Wolf season getting started in Wisconsin


April 19, 2012

DULUTH, Minn. — Wisconsin hunters will see a wolf season starting Oct. 15 and continuing through the last day of February, according to a bill passed in the Wisconsin Legislature. Department of Natural Resources officials are now developing rules, harvest levels and an application process for the hunt.

By: Sam Cook, The Dickinson Press
DULUTH, Minn. — Wisconsin hunters will see a wolf season starting Oct. 15 and continuing through the last day of February, according to a bill passed in the Wisconsin Legislature. Department of Natural Resources officials are now developing rules, harvest levels and an application process for the hunt.

As in Minnesota, wolves were removed from the federal endangered species list in January, and the state assumed management of the species. DNR officials estimate the state’s wolf population at about 800.

Here are some details of the hunt, as outlined in state law:

- The DNR may limit the number of licenses issued and the number of wolves to be harvested.
- License fee is $100 for residents and $500 for non-residents.
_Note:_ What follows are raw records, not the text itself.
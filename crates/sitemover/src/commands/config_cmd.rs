//! Config subcommand handlers.

use dialoguer::{Input, Select};

use crate::cli::{ConfigArgs, ConfigCommand, GlobalOpts};
use crate::commands::util::prompt_err;
use crate::config::{self, Config, DEFAULT_API_URL, Profile};
use crate::error::CliError;
use crate::output;

// ── Helpers ─────────────────────────────────────────────────────────

/// Format config for display, masking sensitive fields.
fn format_config_redacted(cfg: &Config) -> String {
    use std::fmt::Write;
    let mut out = String::new();

    if let Some(ref default) = cfg.default_profile {
        let _ = writeln!(out, "default_profile = \"{default}\"");
    }
    let _ = writeln!(out);
    let _ = writeln!(out, "[defaults]");
    let _ = writeln!(out, "output = \"{}\"", cfg.defaults.output);
    let _ = writeln!(out, "color = \"{}\"", cfg.defaults.color);
    let _ = writeln!(out, "timeout = {}", cfg.defaults.timeout);
    let _ = writeln!(out, "retry_attempts = {}", cfg.defaults.retry_attempts);
    let _ = writeln!(out, "page_size = {}", cfg.defaults.page_size);
    let _ = writeln!(out, "mac_batch_size = {}", cfg.defaults.mac_batch_size);
    let _ = writeln!(
        out,
        "default_country_code = {}",
        cfg.defaults.default_country_code
    );

    let mut names: Vec<_> = cfg.profiles.keys().collect();
    names.sort();
    for name in names {
        let p = &cfg.profiles[name];
        let _ = writeln!(out);
        let _ = writeln!(out, "[profiles.{name}]");
        let _ = writeln!(out, "api_url = \"{}\"", p.api_url);
        if p.token.is_some() {
            let _ = writeln!(out, "token = \"****\"");
        }
        if let Some(ref env) = p.token_env {
            let _ = writeln!(out, "token_env = \"{env}\"");
        }
        if let Some(ref ca) = p.ca_cert {
            let _ = writeln!(out, "ca_cert = \"{}\"", ca.display());
        }
        if let Some(insecure) = p.insecure {
            let _ = writeln!(out, "insecure = {insecure}");
        }
        if let Some(timeout) = p.timeout {
            let _ = writeln!(out, "timeout = {timeout}");
        }
    }

    out.trim_end().to_owned()
}

/// Copy of the config with plaintext tokens masked, for JSON/YAML output.
fn redacted(cfg: &Config) -> Config {
    let mut cfg = cfg.clone();
    for profile in cfg.profiles.values_mut() {
        if profile.token.is_some() {
            profile.token = Some("****".into());
        }
    }
    cfg
}

fn read_token() -> Result<String, CliError> {
    let token = rpassword::prompt_password("API token: ").map_err(prompt_err)?;
    if token.is_empty() {
        return Err(CliError::Validation {
            field: "token".into(),
            reason: "API token cannot be empty".into(),
        });
    }
    Ok(token)
}

// ── Handler ─────────────────────────────────────────────────────────

pub fn handle(args: ConfigArgs, global: &GlobalOpts) -> Result<(), CliError> {
    match args.command {
        // ── Init: interactive wizard ────────────────────────────────
        ConfigCommand::Init => {
            let config_path = config::config_path();
            eprintln!("sitemover configuration wizard");
            eprintln!("   Config path: {}\n", config_path.display());

            // 1. Profile name
            let profile_name: String = Input::new()
                .with_prompt("Profile name")
                .default("default".into())
                .interact_text()
                .map_err(prompt_err)?;

            // 2. API URL
            let api_url: String = Input::new()
                .with_prompt("Inventory API URL")
                .default(DEFAULT_API_URL.into())
                .interact_text()
                .map_err(prompt_err)?;
            sitemover_config::parse_api_url(&api_url)?;

            // 3. Token storage
            let choices = &[
                "Store in system keyring (recommended)",
                "Read from an environment variable",
                "Save to config file (plaintext)",
            ];
            let selection = Select::new()
                .with_prompt("Where should the API token come from?")
                .items(choices)
                .default(0)
                .interact()
                .map_err(prompt_err)?;

            let (token, token_env) = match selection {
                0 => {
                    let token = read_token()?;
                    sitemover_config::store_token(&profile_name, &token)?;
                    eprintln!("   ✓ Token stored in system keyring");
                    (None, None)
                }
                1 => {
                    let var: String = Input::new()
                        .with_prompt("Environment variable name")
                        .default("XIQ_TOKEN".into())
                        .interact_text()
                        .map_err(prompt_err)?;
                    (None, Some(var))
                }
                _ => (Some(read_token()?), None),
            };

            // 4. Build profile and config
            let profile = Profile {
                api_url,
                token,
                token_env,
                ..Profile::default()
            };

            let mut cfg = config::load_config_or_default();
            cfg.profiles.insert(profile_name.clone(), profile);
            cfg.default_profile = Some(profile_name.clone());

            // 5. Write config
            config::save_config(&cfg)?;

            eprintln!("\n✓ Configuration written to {}", config_path.display());
            eprintln!("  Active profile: {profile_name}");
            eprintln!("\n  Try it: sitemover preview <snapshot.json>");

            Ok(())
        }

        // ── Show ────────────────────────────────────────────────────
        ConfigCommand::Show => {
            let cfg = config::load_config_or_default();
            let out = output::render_single(global.output, &redacted(&cfg), format_config_redacted)?;
            output::print_output(&out, global.quiet);
            Ok(())
        }

        // ── SetToken ────────────────────────────────────────────────
        ConfigCommand::SetToken { profile } => {
            let cfg = config::load_config_or_default();
            let profile_name = profile.unwrap_or_else(|| config::active_profile_name(global, &cfg));

            if !cfg.profiles.contains_key(&profile_name) {
                return Err(CliError::ProfileNotFound {
                    name: profile_name,
                    available: cfg.profile_names(),
                });
            }

            let token = read_token()?;
            sitemover_config::store_token(&profile_name, &token)?;
            eprintln!("✓ Token stored in keyring for profile '{profile_name}'");
            Ok(())
        }
    }
}

#[cfg(test)]
mod tests {
    use super::*;

    #[test]
    fn plaintext_tokens_are_masked() {
        let mut cfg = Config::default();
        cfg.profiles.insert(
            "lab".into(),
            Profile {
                token: Some("secret-token".into()),
                token_env: Some("LAB_TOKEN".into()),
                ..Profile::default()
            },
        );

        let text = format_config_redacted(&cfg);
        assert!(text.contains("[profiles.lab]"));
        assert!(text.contains("token = \"****\""));
        assert!(text.contains("token_env = \"LAB_TOKEN\""));
        assert!(!text.contains("secret-token"));

        let masked = redacted(&cfg);
        assert_eq!(masked.profiles["lab"].token.as_deref(), Some("****"));
    }
}
// ── Snapshot ingest ──
//
// Turns the extractor's topology snapshot (JSON or YAML) into domain units,
// floor records and AP records. All input problems surface here, before
// any remote call.

use std::collections::HashMap;
use std::path::Path;

use serde::{Deserialize, Serialize};
use tracing::{debug, warn};

use crate::config::RunSettings;
use crate::error::CoreError;
use crate::model::{
    Address, ApRecord, DomainUnit, FloorRecord, MAX_NAME_LEN, MacAddress, Topology,
};
use crate::naming::{EntityKind, NameResolver};

/// Floor name used when a domain with APs has no floors at all.
pub const DEFAULT_FLOOR: &str = "floor1";

// ── Snapshot format ──────────────────────────────────────────────────

#[derive(Debug, Clone, Default, PartialEq, Serialize, Deserialize)]
pub struct Snapshot {
    #[serde(default)]
    pub domains: Vec<SnapshotDomain>,
    #[serde(default)]
    pub aps: Vec<SnapshotAp>,
}

#[derive(Debug, Clone, PartialEq, Serialize, Deserialize)]
pub struct SnapshotDomain {
    pub name: String,
    #[serde(default)]
    pub location_tree: Vec<String>,
    #[serde(default)]
    pub address: Option<SnapshotAddress>,
    #[serde(default)]
    pub country_code: Option<u32>,
    #[serde(default)]
    pub floors: Vec<String>,
}

/// Either a structured postal address or a single free-form line.
#[derive(Debug, Clone, PartialEq, Serialize, Deserialize)]
#[serde(untagged)]
pub enum SnapshotAddress {
    Label(String),
    Structured(Address),
}

#[derive(Debug, Clone, PartialEq, Serialize, Deserialize)]
pub struct SnapshotAp {
    pub name: String,
    pub mac: String,
    pub domain: String,
    #[serde(default)]
    pub floor: Option<String>,
}

// ── Loading ──────────────────────────────────────────────────────────

/// Read a snapshot file; `.yaml`/`.yml` parse as YAML, anything else as JSON.
pub fn load_snapshot(path: &Path) -> Result<Snapshot, CoreError> {
    let raw = std::fs::read_to_string(path)
        .map_err(|e| CoreError::input(format!("cannot read {}: {e}", path.display())))?;

    let is_yaml = path
        .extension()
        .and_then(|ext| ext.to_str())
        .is_some_and(|ext| ext.eq_ignore_ascii_case("yaml") || ext.eq_ignore_ascii_case("yml"));

    if is_yaml {
        serde_yaml::from_str(&raw)
            .map_err(|e| CoreError::input(format!("malformed snapshot {}: {e}", path.display())))
    } else {
        serde_json::from_str(&raw)
            .map_err(|e| CoreError::input(format!("malformed snapshot {}: {e}", path.display())))
    }
}

// ── Building records ─────────────────────────────────────────────────

/// Build the run's records from a snapshot.
///
/// Over-long names go to `resolver.shorten`; a decline is an input error.
pub fn ingest(
    snapshot: Snapshot,
    settings: &RunSettings,
    resolver: &mut impl NameResolver,
) -> Result<Topology, CoreError> {
    if snapshot.domains.is_empty() {
        return Err(CoreError::input("snapshot contains no domains"));
    }

    let mut topology = Topology::default();
    // snapshot domain name → index into topology.units
    let mut by_name: HashMap<String, usize> = HashMap::new();

    for domain in snapshot.domains {
        if by_name.contains_key(&domain.name) {
            return Err(CoreError::input(format!(
                "domain '{}' appears more than once in the snapshot",
                domain.name
            )));
        }

        let name = fit_name(resolver, EntityKind::Building, &domain.name)?;
        let last = domain.location_tree.len().saturating_sub(1);
        let ancestor_path = domain
            .location_tree
            .iter()
            .enumerate()
            .map(|(i, segment)| {
                let kind = if i == last {
                    EntityKind::Site
                } else {
                    EntityKind::SiteGroup
                };
                fit_name(resolver, kind, segment.trim())
            })
            .collect::<Result<Vec<_>, _>>()?;

        let mut unit = DomainUnit::new(
            name,
            ancestor_path,
            domain
                .country_code
                .filter(|code| *code != 0)
                .unwrap_or(settings.default_country_code),
        );
        unit.address = match domain.address {
            Some(SnapshotAddress::Structured(address)) => address,
            Some(SnapshotAddress::Label(label)) if !label.trim().is_empty() => {
                Address::from_label(&label)
            }
            _ => Address::unknown(),
        };

        for floor in domain.floors {
            let floor = floor.trim().to_owned();
            if !floor.is_empty() && !unit.floors.contains(&floor) {
                unit.floors.push(floor);
            }
        }

        by_name.insert(domain.name, topology.units.len());
        topology.units.push(unit);
    }

    for ap in snapshot.aps {
        let Some(&index) = by_name.get(&ap.domain) else {
            warn!(
                "AP {} references unknown domain '{}'; skipping it",
                ap.name, ap.domain
            );
            continue;
        };
        let mac = MacAddress::parse(&ap.mac)
            .map_err(|_| CoreError::input(format!("AP {} has invalid MAC '{}'", ap.name, ap.mac)))?;

        let unit = &mut topology.units[index];
        let floor_name = match ap.floor.map(|f| f.trim().to_owned()).filter(|f| !f.is_empty()) {
            Some(floor) => {
                if !unit.floors.contains(&floor) {
                    warn!(
                        "AP {} is on floor '{floor}' which is not configured on domain {}; adding it",
                        ap.name, unit.name
                    );
                    unit.floors.push(floor.clone());
                }
                floor
            }
            None => {
                let floor = match unit.floors.first() {
                    Some(first) => first.clone(),
                    None => {
                        unit.floors.push(DEFAULT_FLOOR.to_owned());
                        DEFAULT_FLOOR.to_owned()
                    }
                };
                if settings.log_ap_floor_defaults {
                    warn!("AP {} has no floor; placing it on '{floor}' in {}", ap.name, unit.name);
                }
                floor
            }
        };

        let unit_id = unit.unit_id;
        let floor_id = floor_record(&mut topology.floors, unit_id, &floor_name);
        topology.aps.push(ApRecord::new(ap.name, mac, unit_id, floor_id));
    }

    // Floors without APs still get records so they are provisioned.
    for unit in &topology.units {
        for floor in &unit.floors {
            floor_record(&mut topology.floors, unit.unit_id, floor);
        }
    }
    order_floors(&mut topology);

    debug!(
        domains = topology.units.len(),
        floors = topology.floors.len(),
        aps = topology.aps.len(),
        "snapshot ingested"
    );
    Ok(topology)
}

/// Find or create the floor record for `(unit, name)`.
fn floor_record(
    floors: &mut Vec<FloorRecord>,
    unit: crate::model::UnitId,
    name: &str,
) -> crate::model::FloorId {
    if let Some(existing) = floors
        .iter()
        .find(|f| f.unit_id == Some(unit) && f.name == name)
    {
        return existing.floor_id;
    }
    let record = FloorRecord::new(unit, name);
    let id = record.floor_id;
    floors.push(record);
    id
}

/// Sort floor records by unit order, then by the unit's floor order.
fn order_floors(topology: &mut Topology) {
    let rank: HashMap<_, _> = topology
        .units
        .iter()
        .enumerate()
        .flat_map(|(u, unit)| {
            unit.floors
                .iter()
                .enumerate()
                .map(move |(f, name)| ((unit.unit_id, name.clone()), (u, f)))
        })
        .collect();

    topology.floors.sort_by_key(|floor| {
        floor
            .unit_id
            .and_then(|unit| rank.get(&(unit, floor.name.clone())).copied())
            .unwrap_or((usize::MAX, usize::MAX))
    });
}

fn fit_name(
    resolver: &mut impl NameResolver,
    kind: EntityKind,
    name: &str,
) -> Result<String, CoreError> {
    let mut current = name.to_owned();
    while current.chars().count() > MAX_NAME_LEN {
        match resolver.shorten(kind, &current) {
            Some(shorter) if shorter != current => current = shorter,
            _ => {
                return Err(CoreError::input(format!(
                    "{kind} name '{name}' is longer than {MAX_NAME_LEN} characters"
                )));
            }
        }
    }
    Ok(current)
}
//! Configuration for sitemover.
//!
//! TOML profiles, credential resolution (env + keyring + plaintext), and
//! translation to `sitemover_core::ServiceConfig` / `RunSettings`. The CLI
//! layers its flag overrides on top of these helpers.

use std::collections::HashMap;
use std::path::{Path, PathBuf};
use std::time::Duration;

use directories::ProjectDirs;
use figment::{
    Figment,
    providers::{Env, Format, Serialized, Toml},
};
use secrecy::SecretString;
use serde::{Deserialize, Serialize};
use thiserror::Error;

use sitemover_core::{MatchStrategy, RunSettings, ServiceConfig, TlsVerification};

/// Keyring service name; entries are keyed `{profile}/token`.
pub const KEYRING_SERVICE: &str = "sitemover";

pub const DEFAULT_API_URL: &str = "https://api.extremecloudiq.com";

// ── Error ───────────────────────────────────────────────────────────

#[derive(Debug, Error)]
pub enum ConfigError {
    #[error("invalid {field}: {reason}")]
    Validation { field: String, reason: String },

    #[error("no API token configured for profile '{profile}'")]
    NoCredentials { profile: String },

    #[error("failed to serialize config: {0}")]
    Serialization(#[from] toml::ser::Error),

    #[error("config loading failed: {0}")]
    Figment(Box<figment::Error>),

    #[error("IO error: {0}")]
    Io(#[from] std::io::Error),
}

impl From<figment::Error> for ConfigError {
    fn from(err: figment::Error) -> Self {
        Self::Figment(Box::new(err))
    }
}

// ── TOML config structs ─────────────────────────────────────────────

/// Top-level TOML configuration.
#[derive(Debug, Clone, PartialEq, Deserialize, Serialize)]
pub struct Config {
    /// Default profile name.
    pub default_profile: Option<String>,

    /// Global defaults.
    #[serde(default)]
    pub defaults: Defaults,

    /// Named service profiles.
    #[serde(default)]
    pub profiles: HashMap<String, Profile>,
}

impl Default for Config {
    fn default() -> Self {
        Self {
            default_profile: Some("default".into()),
            defaults: Defaults::default(),
            profiles: HashMap::new(),
        }
    }
}

impl Config {
    /// Comma-separated profile names, sorted, for help text.
    pub fn profile_names(&self) -> String {
        let mut names: Vec<_> = self.profiles.keys().map(String::as_str).collect();
        names.sort_unstable();
        if names.is_empty() {
            "(none)".into()
        } else {
            names.join(", ")
        }
    }
}

#[derive(Debug, Clone, PartialEq, Deserialize, Serialize)]
pub struct Defaults {
    #[serde(default = "default_output")]
    pub output: String,

    #[serde(default = "default_color")]
    pub color: String,

    #[serde(default = "default_timeout")]
    pub timeout: u64,

    #[serde(default = "default_retry_attempts")]
    pub retry_attempts: u32,

    #[serde(default = "default_page_size")]
    pub page_size: u32,

    #[serde(default = "default_mac_batch_size")]
    pub mac_batch_size: usize,

    /// Applied to domains whose country could not be determined.
    #[serde(default = "default_country_code")]
    pub default_country_code: u32,
}

impl Default for Defaults {
    fn default() -> Self {
        Self {
            output: default_output(),
            color: default_color(),
            timeout: default_timeout(),
            retry_attempts: default_retry_attempts(),
            page_size: default_page_size(),
            mac_batch_size: default_mac_batch_size(),
            default_country_code: default_country_code(),
        }
    }
}

impl Defaults {
    /// Run settings seeded from these defaults.
    pub fn run_settings(&self) -> RunSettings {
        RunSettings {
            retry_attempts: self.retry_attempts,
            page_size: self.page_size,
            mac_batch_size: self.mac_batch_size,
            default_country_code: self.default_country_code,
            match_strategy: MatchStrategy::default(),
            log_ap_floor_defaults: true,
        }
    }
}

fn default_output() -> String {
    "table".into()
}
fn default_color() -> String {
    "auto".into()
}
fn default_timeout() -> u64 {
    30
}
fn default_retry_attempts() -> u32 {
    4
}
fn default_page_size() -> u32 {
    100
}
fn default_mac_batch_size() -> usize {
    100
}
fn default_country_code() -> u32 {
    840
}

/// A named inventory service account.
#[derive(Debug, Clone, PartialEq, Deserialize, Serialize)]
pub struct Profile {
    /// API base URL.
    #[serde(default = "default_api_url")]
    pub api_url: String,

    /// Bearer token (plaintext; prefer keyring or env var).
    #[serde(skip_serializing_if = "Option::is_none")]
    pub token: Option<String>,

    /// Environment variable name containing the token.
    #[serde(skip_serializing_if = "Option::is_none")]
    pub token_env: Option<String>,

    /// Path to custom CA certificate.
    #[serde(skip_serializing_if = "Option::is_none")]
    pub ca_cert: Option<PathBuf>,

    /// Skip TLS verification.
    #[serde(skip_serializing_if = "Option::is_none")]
    pub insecure: Option<bool>,

    /// Override timeout (seconds).
    #[serde(skip_serializing_if = "Option::is_none")]
    pub timeout: Option<u64>,
}

impl Default for Profile {
    fn default() -> Self {
        Self {
            api_url: default_api_url(),
            token: None,
            token_env: None,
            ca_cert: None,
            insecure: None,
            timeout: None,
        }
    }
}

fn default_api_url() -> String {
    DEFAULT_API_URL.into()
}

// ── Config file path ────────────────────────────────────────────────

/// Resolve the config file path via XDG / platform conventions.
pub fn config_path() -> PathBuf {
    ProjectDirs::from("", "", "sitemover").map_or_else(
        || {
            let mut p = dirs_fallback();
            p.push("config.toml");
            p
        },
        |dirs| dirs.config_dir().join("config.toml"),
    )
}

fn dirs_fallback() -> PathBuf {
    let mut p = PathBuf::from(std::env::var("HOME").unwrap_or_else(|_| ".".into()));
    p.push(".config");
    p.push("sitemover");
    p
}

// ── Config loading ──────────────────────────────────────────────────

/// Load the full Config from the canonical file + environment.
pub fn load_config() -> Result<Config, ConfigError> {
    load_config_from(&config_path())
}

/// Load defaults, then `path` (if present), then `SITEMOVER_*` env vars.
///
/// Nested keys use a double underscore: `SITEMOVER_DEFAULTS__PAGE_SIZE`.
pub fn load_config_from(path: &Path) -> Result<Config, ConfigError> {
    let figment = Figment::new()
        .merge(Serialized::defaults(Config::default()))
        .merge(Toml::file(path))
        .merge(Env::prefixed("SITEMOVER_").split("__"));

    let config: Config = figment.extract()?;
    Ok(config)
}

/// Load config, returning a default if the file doesn't exist.
pub fn load_config_or_default() -> Config {
    load_config().unwrap_or_default()
}

// ── Config saving ───────────────────────────────────────────────────

/// Serialize config to TOML and write to the canonical config path.
pub fn save_config(cfg: &Config) -> Result<(), ConfigError> {
    save_config_to(cfg, &config_path())
}

pub fn save_config_to(cfg: &Config, path: &Path) -> Result<(), ConfigError> {
    if let Some(parent) = path.parent() {
        std::fs::create_dir_all(parent)?;
    }
    let toml_str = toml::to_string_pretty(cfg)?;
    std::fs::write(path, toml_str)?;
    Ok(())
}

// ── Credential resolution (without CLI flags) ───────────────────────

/// Keyring entry name for a profile's token.
pub fn token_key(profile_name: &str) -> String {
    format!("{profile_name}/token")
}

/// Resolve a token from the credential chain (no CLI flag step).
pub fn resolve_token(profile: &Profile, profile_name: &str) -> Result<SecretString, ConfigError> {
    // 1. Profile's token_env → env var lookup
    if let Some(ref env_name) = profile.token_env {
        if let Ok(val) = std::env::var(env_name) {
            return Ok(SecretString::from(val));
        }
    }

    // 2. System keyring
    if let Ok(entry) = keyring::Entry::new(KEYRING_SERVICE, &token_key(profile_name)) {
        if let Ok(secret) = entry.get_password() {
            return Ok(SecretString::from(secret));
        }
    }

    // 3. Plaintext in config
    if let Some(ref token) = profile.token {
        return Ok(SecretString::from(token.clone()));
    }

    Err(ConfigError::NoCredentials {
        profile: profile_name.into(),
    })
}

/// Store a token in the system keyring.
pub fn store_token(profile_name: &str, token: &str) -> Result<(), ConfigError> {
    let keyring_err = |e: keyring::Error| ConfigError::Validation {
        field: "keyring".into(),
        reason: e.to_string(),
    };
    keyring::Entry::new(KEYRING_SERVICE, &token_key(profile_name))
        .map_err(keyring_err)?
        .set_password(token)
        .map_err(keyring_err)
}

/// TLS mode implied by a profile.
pub fn profile_tls(profile: &Profile) -> TlsVerification {
    if profile.insecure.unwrap_or(false) {
        TlsVerification::DangerAcceptInvalid
    } else if let Some(ref ca_path) = profile.ca_cert {
        TlsVerification::CustomCa(ca_path.clone())
    } else {
        TlsVerification::SystemDefaults
    }
}

pub fn parse_api_url(raw: &str) -> Result<url::Url, ConfigError> {
    raw.parse().map_err(|_| ConfigError::Validation {
        field: "api_url".into(),
        reason: format!("invalid URL: {raw}"),
    })
}

/// Build a `ServiceConfig` from a profile, with no CLI flag overrides.
pub fn profile_to_service_config(
    profile: &Profile,
    profile_name: &str,
    defaults: &Defaults,
) -> Result<ServiceConfig, ConfigError> {
    Ok(ServiceConfig {
        url: parse_api_url(&profile.api_url)?,
        token: resolve_token(profile, profile_name)?,
        tls: profile_tls(profile),
        timeout: Duration::from_secs(profile.timeout.unwrap_or(defaults.timeout)),
    })
}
A license authorizes both hunting and trapping.
- Season: Oct. 15 to last day of February for both hunting and trapping.
- Each license will come with one carcass tag.
- The DNR may close the season early if it feels that is necessary for wolf management.
- A person may hunt wolves using dogs and with the aid of bait beginning with the first Monday that follows the last day of the regular season that is open to hunting deer with firearms and ending when the (wolf) season closes. No more than six dogs in a single pack may be used.
- A rifle, a muzzleloader, handgun, shotgun that fires slugs or shotshells, and any other firearm that is loaded with a single slug or ball is legal for hunting wolves. Hunting wolves with shot that is larger than size BB, such as buck shot, is legal.
- A person may hunt wolves without hunting hour restrictions, but only during the period beginning on the first Monday after the last day of the regular gun deer season and ending when wolf season closes.
- The DNR is required to administer a program under which payments may be made to persons for death or injury caused by wolves to livestock, to hunting dogs other than those being used in the hunting of wolves and to pets.
- A restitution fee, charged to people who kill wolves illegally, is $87.50.
- Cable restraints, or snares, will be legal for trapping wolves.

Minnesota proposed wolf season

As reported earlier, the Minnesota House on April 3 approved a wolf season that would begin this fall. The Senate is considering a bill that has similar language and may act on that bill this week.
Under the House bill, the wolf license fee would be $26 for residents and $250 for non-residents. The hunting and trapping season would begin the first day of the firearms deer season.

The DNR may limit the number of hunters and trappers and establish a lottery system to select them. Under the House bill, the DNR also may set a harvest quota and close the season when the quota is reached. Snares would be legal for trapping.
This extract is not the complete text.